* Dataset records *
□ □ □ □ □ □ □
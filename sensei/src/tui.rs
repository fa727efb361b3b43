//! Terminal lifecycle for sensei.
//!
//! Raw mode, the alternate screen and mouse capture are entered together and
//! left together. Mouse capture is required: card hover is driven by
//! `MouseEventKind::Moved`.

use crossterm::event::{DisableMouseCapture, EnableMouseCapture};
use crossterm::execute;
use crossterm::terminal::{
    disable_raw_mode, enable_raw_mode, EnterAlternateScreen, LeaveAlternateScreen,
};
use ratatui::backend::CrosstermBackend;
use ratatui::Terminal;
use signal_hook::consts::SIGTERM;
use signal_hook::flag::register;
use std::io::{stdout, BufWriter, Stdout};
use std::panic;
use std::sync::{atomic::AtomicBool, Arc};

/// CrosstermBackend over a buffered stdout; batching escape sequences keeps
/// 30 FPS redraws from flickering.
pub type Tui = Terminal<CrosstermBackend<BufWriter<Stdout>>>;

/// Enables raw mode, enters the alternate screen and turns on mouse capture.
///
/// Call [`restore_tui`] on every exit path.
///
/// # Errors
///
/// Returns `Err` if any terminal command fails.
pub fn init_tui() -> std::io::Result<Tui> {
    let mut out = BufWriter::new(stdout());
    enable_raw_mode()?;
    execute!(out, EnterAlternateScreen, EnableMouseCapture)?;
    Terminal::new(CrosstermBackend::new(out))
}

/// Undoes [`init_tui`]. Idempotent.
///
/// # Errors
///
/// Returns `Err` if a terminal command fails. The panic hook ignores it.
pub fn restore_tui() -> std::io::Result<()> {
    disable_raw_mode()?;
    execute!(stdout(), LeaveAlternateScreen, DisableMouseCapture)?;
    Ok(())
}

/// Chains a panic hook that restores the terminal before the message prints.
///
/// Must be installed before [`init_tui`].
pub fn install_panic_hook() {
    let original_hook = panic::take_hook();
    panic::set_hook(Box::new(move |panic_info| {
        let _ = restore_tui();
        original_hook(panic_info);
    }));
}

/// Registers a SIGTERM handler that flips the returned flag.
///
/// # Errors
///
/// Returns `Err` if the OS refuses the registration.
pub fn register_sigterm() -> std::io::Result<Arc<AtomicBool>> {
    let term = Arc::new(AtomicBool::new(false));
    register(SIGTERM, Arc::clone(&term))?;
    Ok(term)
}
//! Per-card view state: expansion, active tab and feedback vote.
//!
//! Keyed by [`BlockId`] like the conversation store. Nothing here owns
//! conversation data, so flipping tabs cannot lose a history.

use std::collections::HashMap;

use crate::types::{BlockId, Rating};

#[derive(Debug, Clone, Copy, PartialEq, Eq, Default)]
pub enum ReportTab {
    #[default]
    Report,
    Chat,
}

impl ReportTab {
    pub fn toggle(self) -> Self {
        match self {
            ReportTab::Report => ReportTab::Chat,
            ReportTab::Chat => ReportTab::Report,
        }
    }
}

/// View state of one card.
#[derive(Debug, Clone, Copy, PartialEq, Eq)]
pub struct CardState {
    pub expanded: bool,
    pub tab: ReportTab,
    /// Vote already sent for this card, if any.
    pub vote: Option<Rating>,
}

impl Default for CardState {
    fn default() -> Self {
        Self { expanded: true, tab: ReportTab::Report, vote: None }
    }
}

#[derive(Debug, Default)]
pub struct ReportViewState {
    cards: HashMap<BlockId, CardState>,
}

impl ReportViewState {
    pub fn new() -> Self {
        Self::default()
    }

    /// State for `id`, defaulting to expanded on the report tab.
    pub fn card(&self, id: &BlockId) -> CardState {
        self.cards.get(id).copied().unwrap_or_default()
    }

    fn card_mut(&mut self, id: &BlockId) -> &mut CardState {
        self.cards.entry(id.clone()).or_default()
    }

    pub fn toggle_expanded(&mut self, id: &BlockId) -> bool {
        let card = self.card_mut(id);
        card.expanded = !card.expanded;
        card.expanded
    }

    pub fn set_expanded(&mut self, id: &BlockId, expanded: bool) {
        self.card_mut(id).expanded = expanded;
    }

    pub fn set_tab(&mut self, id: &BlockId, tab: ReportTab) {
        self.card_mut(id).tab = tab;
    }

    pub fn toggle_tab(&mut self, id: &BlockId) -> ReportTab {
        let card = self.card_mut(id);
        card.tab = card.tab.toggle();
        card.tab
    }

    /// Records a vote. Only the first vote per card counts; returns `true`
    /// when this call recorded it.
    pub fn record_vote(&mut self, id: &BlockId, rating: Rating) -> bool {
        let card = self.card_mut(id);
        if card.vote.is_some() {
            return false;
        }
        card.vote = Some(rating);
        true
    }

    pub fn clear(&mut self) {
        self.cards.clear();
    }
}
□ □ □ □ □ □ □
For the entries above, count the lines that contain the string "EnterAlternateScreen", and state that number without further comment.

* The answer *
2